When sperm donation first took off in the U.S. in the 1980s, the typical medical advice was to keep it a secret from the kids it helped create. “Doctors were saying to parents, ‘Just pretend that this donor insemination didn’t happen,’” says Susan Golombok, who’s been studying modern methods of family formation for more than 40 years. Though there were no formal guidelines, the conventional wisdom surrounding families built with the help of donor genetics—which later came to include egg donation and surrogacy—was that the knowledge could confuse or even psychologically harm them.
Back then, Golombok, now professor emerita of family research at the University of Cambridge in the U.K., wondered how children who were told they’d been born with help from a donor fared in comparison to those whose families kept it a secret. “We couldn’t do that research, because fewer than 10% of parents had told their children that they’ve been conceived by sperm donation,” Golombok says.
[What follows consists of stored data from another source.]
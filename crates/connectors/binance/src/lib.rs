//! Binance spot market data connector.
//!
//! Historical klines over REST, live trades over the `<symbol>@trade`
//! WebSocket stream.

pub mod feed;
pub mod types;

use async_trait::async_trait;
use feedhub_core::*;
use futures_util::StreamExt;
use serde::{Deserialize, Serialize};
use std::sync::Arc;
use std::time::Duration;
use tokio::sync::mpsc;
use tracing::{debug, info, warn};

pub use feed::{FrameStream, TradeFeed, WebSocketFeed};
pub use types::{parse_klines, parse_trade_frame, Kline, Trade};

/// Binance caps `limit` on the klines endpoint.
const MAX_KLINES_PER_REQUEST: u32 = 1000;

/// Configuration for the Binance connector.
#[derive(Debug, Clone, Serialize, Deserialize)]
pub struct BinanceConfig {
    pub rest_base: String,
    pub ws_base: String,
    /// Fixed wait before reopening a dropped trade stream.
    pub reconnect_delay_ms: u64,
    /// Calls allowed per `rate_window_secs`.
    pub rate_limit: u32,
    pub rate_window_secs: u64,
    pub request_timeout_secs: u64,
    /// Trades buffered between the stream task and its consumer.
    pub stream_buffer: usize,
}

impl Default for BinanceConfig {
    fn default() -> Self {
        Self {
            rest_base: "https://api.binance.com".to_string(),
            ws_base: "wss://stream.binance.com:9443".to_string(),
            reconnect_delay_ms: 5_000,
            rate_limit: 1200,
            rate_window_secs: 60,
            request_timeout_secs: 10,
            stream_buffer: 1024,
        }
    }
}

/// Binance connector. Owns its rate limiter; clones share it.
pub struct BinanceConnector<F: TradeFeed = WebSocketFeed> {
    config: BinanceConfig,
    http: reqwest::Client,
    feed: Arc<F>,
    limiter: Arc<RateLimiter>,
}

impl<F: TradeFeed> Clone for BinanceConnector<F> {
    fn clone(&self) -> Self {
        Self {
            config: self.config.clone(),
            http: self.http.clone(),
            feed: self.feed.clone(),
            limiter: self.limiter.clone(),
        }
    }
}

impl BinanceConnector<WebSocketFeed> {
    pub fn new(config: BinanceConfig) -> Result<Self, ConnectorError> {
        let feed = WebSocketFeed::new(config.ws_base.clone());
        Self::with_feed(config, feed)
    }
}

impl<F: TradeFeed> BinanceConnector<F> {
    pub fn with_feed(config: BinanceConfig, feed: F) -> Result<Self, ConnectorError> {
        let limiter = RateLimiter::new(
            config.rate_limit,
            Duration::from_secs(config.rate_window_secs),
        )?;
        let http = reqwest::Client::builder()
            .timeout(Duration::from_secs(config.request_timeout_secs))
            .build()
            .map_err(|e| ConnectorError::Config(e.to_string()))?;
        Ok(Self {
            config,
            http,
            feed: Arc::new(feed),
            limiter: Arc::new(limiter),
        })
    }

    pub fn limiter(&self) -> &RateLimiter {
        &self.limiter
    }

    fn klines_query(symbol: &str, request: &HistoryRequest) -> Vec<(&'static str, String)> {
        let mut query = vec![
            ("symbol", symbol.to_uppercase()),
            ("interval", request.interval.code()),
        ];
        if let Some(start) = request.start {
            query.push(("startTime", start.timestamp_millis().to_string()));
        }
        if let Some(end) = request.end {
            query.push(("endTime", end.timestamp_millis().to_string()));
        }
        if let Some(limit) = request.limit {
            query.push(("limit", limit.min(MAX_KLINES_PER_REQUEST).to_string()));
        }
        query
    }
}

#[async_trait]
impl<F: TradeFeed> MarketDataSource for BinanceConnector<F> {
    type Instrument = String;
    type Bar = Kline;
    type Trade = Trade;

    fn venue(&self) -> &'static str {
        "binance"
    }

    async fn fetch_ohlcv(
        &self,
        symbol: &String,
        request: &HistoryRequest,
    ) -> Result<Vec<Kline>, ConnectorError> {
        self.limiter.acquire().await;

        let url = format!("{}/api/v3/klines", self.config.rest_base.trim_end_matches('/'));
        let query = Self::klines_query(symbol, request);
        debug!(%symbol, interval = %request.interval, "fetching Binance klines");

        let response = self
            .http
            .get(&url)
            .query(&query)
            .send()
            .await
            .map_err(|e| ConnectorError::Http(e.to_string()))?;

        let status = response.status();
        let body = response
            .text()
            .await
            .map_err(|e| ConnectorError::Http(e.to_string()))?;

        if !status.is_success() {
            let detail = match serde_json::from_str::<types::ApiError>(&body) {
                Ok(err) => format!("{} (code {})", err.msg, err.code),
                Err(_) => body,
            };
            return Err(ConnectorError::Vendor(format!("{}: {}", status, detail)));
        }

        parse_klines(&body)
    }

    async fn stream_trades(&self, symbol: &String) -> Result<TradeStream<Trade>, ConnectorError> {
        let (tx, rx) = mpsc::channel(self.config.stream_buffer.max(1));
        tokio::spawn(run_trade_stream(
            self.feed.clone(),
            self.limiter.clone(),
            symbol.to_uppercase(),
            Duration::from_millis(self.config.reconnect_delay_ms),
            tx,
        ));
        Ok(rx)
    }
}

enum StreamEnd {
    ConsumerClosed,
    Disconnected,
}

/// Retry-forever policy: any socket error, close, or malformed frame waits
/// `reconnect_delay` and reopens the stream. Only the consumer closing the
/// receiver ends the loop.
async fn run_trade_stream<F: TradeFeed>(
    feed: Arc<F>,
    limiter: Arc<RateLimiter>,
    symbol: String,
    reconnect_delay: Duration,
    tx: mpsc::Sender<Trade>,
) {
    let mut reconnects: u64 = 0;
    loop {
        tokio::select! {
            _ = tx.closed() => break,
            _ = limiter.acquire() => {}
        }

        match feed.open(&symbol).await {
            Ok(frames) => {
                info!(%symbol, reconnects, "Binance trade stream open");
                if let StreamEnd::ConsumerClosed = forward_frames(frames, &symbol, &tx).await {
                    break;
                }
            }
            Err(e) => warn!(%symbol, error = %e, "failed to open Binance trade stream"),
        }

        reconnects += 1;
        tokio::select! {
            _ = tx.closed() => break,
            _ = tokio::time::sleep(reconnect_delay) => {}
        }
    }
    info!(%symbol, "Binance trade stream closed by consumer");
}

async fn forward_frames(mut frames: FrameStream, symbol: &str, tx: &mpsc::Sender<Trade>) -> StreamEnd {
    loop {
        let next = tokio::select! {
            _ = tx.closed() => return StreamEnd::ConsumerClosed,
            next = frames.next() => next,
        };
        match next {
            None => {
                warn!(%symbol, "Binance trade stream closed by server");
                return StreamEnd::Disconnected;
            }
            Some(Err(e)) => {
                warn!(%symbol, error = %e, "Binance trade stream error");
                return StreamEnd::Disconnected;
            }
            Some(Ok(text)) => match parse_trade_frame(&text) {
                Ok(Some(trade)) => {
                    if tx.send(trade).await.is_err() {
                        return StreamEnd::ConsumerClosed;
                    }
                }
                Ok(None) => {}
                Err(e) => {
                    warn!(%symbol, error = %e, "malformed Binance frame, reconnecting");
                    return StreamEnd::Disconnected;
                }
            },
        }
    }
}

#[cfg(test)]
mod tests {
    use super::*;
    use futures_util::stream;
    use std::collections::VecDeque;
    use std::sync::atomic::{AtomicUsize, Ordering};
    use std::sync::Mutex;
    use tokio::io::{AsyncReadExt, AsyncWriteExt};
    use tokio::net::TcpListener;

    type Script = Vec<Result<String, ConnectorError>>;

    /// Hands out one scripted connection per `open`; each stays open after
    /// its script runs out.
    struct ScriptedFeed {
        scripts: Mutex<VecDeque<Script>>,
        opens: Arc<AtomicUsize>,
    }

    #[async_trait]
    impl TradeFeed for ScriptedFeed {
        async fn open(&self, _symbol: &str) -> Result<FrameStream, ConnectorError> {
            self.opens.fetch_add(1, Ordering::SeqCst);
            let script = self.scripts.lock().unwrap().pop_front();
            match script {
                Some(items) => Ok(stream::iter(items).chain(stream::pending()).boxed()),
                None => Err(ConnectorError::WebSocket("no more scripts".into())),
            }
        }
    }

    fn trade_json(id: u64, price: &str) -> String {
        format!(
            r#"{{"e":"trade","E":1,"s":"BTCUSDT","t":{},"p":"{}","q":"1","T":1,"m":false}}"#,
            id, price
        )
    }

    fn connector(scripts: Vec<Script>) -> (BinanceConnector<ScriptedFeed>, Arc<AtomicUsize>) {
        let opens = Arc::new(AtomicUsize::new(0));
        let feed = ScriptedFeed {
            scripts: Mutex::new(scripts.into()),
            opens: opens.clone(),
        };
        let config = BinanceConfig {
            reconnect_delay_ms: 50,
            ..Default::default()
        };
        (BinanceConnector::with_feed(config, feed).unwrap(), opens)
    }

    #[tokio::test(start_paused = true)]
    async fn test_stream_survives_one_error() {
        let (binance, opens) = connector(vec![
            vec![
                Ok(trade_json(1, "100.0")),
                Err(ConnectorError::WebSocket("connection reset".into())),
            ],
            vec![Ok(trade_json(2, "101.0"))],
        ]);

        let mut trades = binance.stream_trades(&"btcusdt".to_string()).await.unwrap();
        assert_eq!(trades.recv().await.unwrap().trade_id, 1);
        assert_eq!(trades.recv().await.unwrap().trade_id, 2);
        assert_eq!(opens.load(Ordering::SeqCst), 2);
    }

    #[tokio::test(start_paused = true)]
    async fn test_malformed_frame_triggers_reconnect() {
        let (binance, opens) = connector(vec![
            vec![
                Ok(r#"{"result":null,"id":1}"#.to_string()),
                Ok("garbage".to_string()),
                Ok(trade_json(9, "1.0")),
            ],
            vec![Ok(trade_json(10, "2.0"))],
        ]);

        let mut trades = binance.stream_trades(&"BTCUSDT".to_string()).await.unwrap();
        assert_eq!(trades.recv().await.unwrap().trade_id, 10);
        assert_eq!(opens.load(Ordering::SeqCst), 2);
    }

    #[tokio::test(start_paused = true)]
    async fn test_open_failures_keep_retrying() {
        let (binance, opens) = connector(vec![]);
        let trades = binance.stream_trades(&"BTCUSDT".to_string()).await.unwrap();

        tokio::time::sleep(Duration::from_millis(175)).await;
        assert!(opens.load(Ordering::SeqCst) >= 3);

        drop(trades);
        tokio::time::sleep(Duration::from_millis(100)).await;
        let after_close = opens.load(Ordering::SeqCst);
        tokio::time::sleep(Duration::from_secs(1)).await;
        assert_eq!(opens.load(Ordering::SeqCst), after_close);
    }

    async fn serve_once(status: &'static str, body: &'static str) -> (String, tokio::task::JoinHandle<String>) {
        let listener = TcpListener::bind("127.0.0.1:0").await.unwrap();
        let base = format!("http://{}", listener.local_addr().unwrap());
        let handle = tokio::spawn(async move {
            let (mut socket, _) = listener.accept().await.unwrap();
            let mut buf = vec![0u8; 4096];
            let n = socket.read(&mut buf).await.unwrap();
            let request = String::from_utf8_lossy(&buf[..n]).into_owned();
            let response = format!(
                "HTTP/1.1 {}\r\nContent-Type: application/json\r\nContent-Length: {}\r\nConnection: close\r\n\r\n{}",
                status,
                body.len(),
                body
            );
            socket.write_all(response.as_bytes()).await.unwrap();
            request
        });
        (base, handle)
    }

    #[tokio::test]
    async fn test_fetch_ohlcv_maps_rows() {
        let body = r#"[[1700000000000,"100.0","110.0","95.0","105.0","12.5",1700000059999,"1300.0",42,"6.0","630.0","0"]]"#;
        let (base, server) = serve_once("200 OK", body).await;
        let binance = BinanceConnector::new(BinanceConfig {
            rest_base: base,
            ..Default::default()
        })
        .unwrap();

        let klines = binance
            .fetch_ohlcv(
                &"btcusdt".to_string(),
                &HistoryRequest::latest(Interval::Minute(1), 5000),
            )
            .await
            .unwrap();
        assert_eq!(klines.len(), 1);
        assert_eq!(klines[0].trade_count, 42);

        let request = server.await.unwrap();
        assert!(request.starts_with("GET /api/v3/klines?"));
        assert!(request.contains("symbol=BTCUSDT"));
        assert!(request.contains("interval=1m"));
        assert!(request.contains("limit=1000"));
        assert_eq!(binance.limiter().in_window().await, 1);
    }

    #[tokio::test]
    async fn test_fetch_ohlcv_surfaces_vendor_error() {
        let (base, _server) =
            serve_once("400 Bad Request", r#"{"code":-1121,"msg":"Invalid symbol."}"#).await;
        let binance = BinanceConnector::new(BinanceConfig {
            rest_base: base,
            ..Default::default()
        })
        .unwrap();

        match binance
            .fetch_ohlcv(&"NOPE".to_string(), &HistoryRequest::latest(Interval::Hour(1), 10))
            .await
        {
            Err(ConnectorError::Vendor(msg)) => {
                assert!(msg.contains("Invalid symbol."));
                assert!(msg.contains("-1121"));
            }
            other => panic!("expected vendor error, got {:?}", other.map(|k| k.len())),
        }
    }
}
Now, after decades of changing science and convention, Golombok has published the first-ever longitudinal study looking at personal and familial outcomes for those born via sperm donation, egg donation, and surrogacy: a group of interventions known as third-party assisted reproductive technology, or ART. The results show that being open with these children about their genetic and gestational origins—particularly before the child is seven—has clear benefits for the whole family.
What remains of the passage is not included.